JOSE LUIS CARRETERO MIRAMAR
Neuf hypothèses sur Gaza, vue d’Occident

José Luis Carretero Miramar, Kaosenlared, 7/5/2024

Traduit par Fausto Giudice, Tlaxcala

Le génocide en cours dans la bande de Gaza est le premier grand anéantissement d’un peuple à être entièrement télévisé. Depuis la rive opposée de la Méditerranée, nous pouvons voir les panaches de fumée qui s’élèvent des bombardements et nos smartphones sont remplis d’images atroces du massacre et de la mutilation des enfants de Gaza.

Si les philosophes de l’après-guerre, dans les années heureuses du modèle social européen, se demandaient ce qui poussait les citoyens allemands à assister passivement à l’émergence des stalags et des camps de concentration hitlériens, l’intelligentsia occidentale devrait aujourd’hui se demander pourquoi personne ne fait rien contre ce qui se passe à Gaza. Et nous disons bien agir, et non pas faire des déclarations ou promettre des mesures futures qui ne seront jamais mises en œuvre.
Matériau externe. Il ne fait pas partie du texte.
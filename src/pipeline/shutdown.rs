//! Cooperative stop signal shared by the orchestrator and both workers.
//!
//! The signal is tri-state: [`RunState::Running`] until someone calls
//! [`StopSignal::request_stop`], then [`RunState::StopRequested`] while the
//! pipeline drains, and finally [`RunState::Stopped`] once the orchestrator has
//! torn everything down. Workers only ever read it, at their defined check points.

use std::sync::Arc;
use tokio::sync::watch;

/// Lifecycle of the pipeline as seen by its workers.
#[derive(Clone, Copy, Debug, PartialEq, Eq)]
pub enum RunState {
    /// Workers keep polling and recording
    Running,
    /// No new polls; the recorder drains what is queued
    StopRequested,
    /// Both workers have terminated and the queue is empty
    Stopped,
}

/// Clonable cancellation token backed by a `watch` channel.
#[derive(Clone, Debug)]
pub struct StopSignal {
    tx: Arc<watch::Sender<RunState>>,
}

impl Default for StopSignal {
    fn default() -> Self {
        Self::new()
    }
}

impl StopSignal {
    /// Creates a signal in the `Running` state.
    pub fn new() -> Self {
        let (tx, _) = watch::channel(RunState::Running);
        Self { tx: Arc::new(tx) }
    }

    /// Current state.
    pub fn state(&self) -> RunState {
        *self.tx.borrow()
    }

    /// True once a stop has been requested (or the pipeline has fully stopped).
    pub fn is_stop_requested(&self) -> bool {
        self.state() != RunState::Running
    }

    /// Requests a stop. Idempotent.
    ///
    /// Returns `true` only for the call that actually moved the state out of
    /// `Running`.
    pub fn request_stop(&self) -> bool {
        self.tx.send_if_modified(|state| {
            if *state == RunState::Running {
                *state = RunState::StopRequested;
                true
            } else {
                false
            }
        })
    }

    /// Marks the pipeline fully stopped. Terminal.
    pub fn mark_stopped(&self) {
        self.tx.send_replace(RunState::Stopped);
    }

    /// Resolves as soon as a stop has been requested.
    pub async fn stopped(&self) {
        let mut rx = self.tx.subscribe();
        // The sender lives in `self`, so the channel cannot close underneath us
        let _ = rx.wait_for(|state| *state != RunState::Running).await;
    }
}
Je propose neuf hypothèses sur la manière dont l’Occident (et l’Espagne) considère Gaza et la Palestine. Sur l’aveuglement radical et l’immoralité génocidaire de notre génération et de notre époque.

Première hypothèse : Gaza est notre miroir

Gaza est l’image de l’Occident que l’Occident refuse de regarder. L’image la plus vraie de notre civilisation usée et orgueilleuse. Gaza est l’Occident, comme l’est la traite des esclaves africains qui a inondé l’Atlantique pendant les siècles de l’émergence des empires européens. Gaza, c’est l’Occident parce que c’est l’image la plus claire de ce qu’a été la relation de l’Occident avec le reste des peuples du monde depuis la conquête des Amériques et l’extension du colonialisme et de l’impérialisme. Gaza, c’est le massacre, le racisme, la dévastation sociale et culturelle. Le cadeau de l’Occident au monde. Mais mieux vaut ne pas le dire. Continuons à faire la fête.

Deuxième hypothèse : La solution n’est pas d’exiger le respect du droit international

Le droit international est un exemple paradigmatique de l’universalisme et du contenu prétendument humanitaire de la culture occidentale. Raison, droit, démocratie. Mais sans armes. La déesse Raison est le fondement du Droit, en tant qu’œuvre du pouvoir démocratique des peuples. Une belle légende.

Le droit international ne tend à être respecté que s’il confirme les intérêts pécuniaires et financiers des colonialistes et impérialistes occidentaux. Sinon, c’est de la poésie et rien d’autre. Le respect du droit suppose une force coercitive ayant le pouvoir de contraindre celui qui le viole. Et les organismes internationaux qui parrainent le droit international ont été intentionnellement conçus pour empêcher l’existence d’une telle force, si l’on veut contraindre l’Occident ou ses proches alliés à se conformer au droit. Arrêtons les mélodies abrutissantes et les légendes pastorales : il n’y a pas de droit international opérationnel pour défendre les faibles et les opprimés par l’Occident.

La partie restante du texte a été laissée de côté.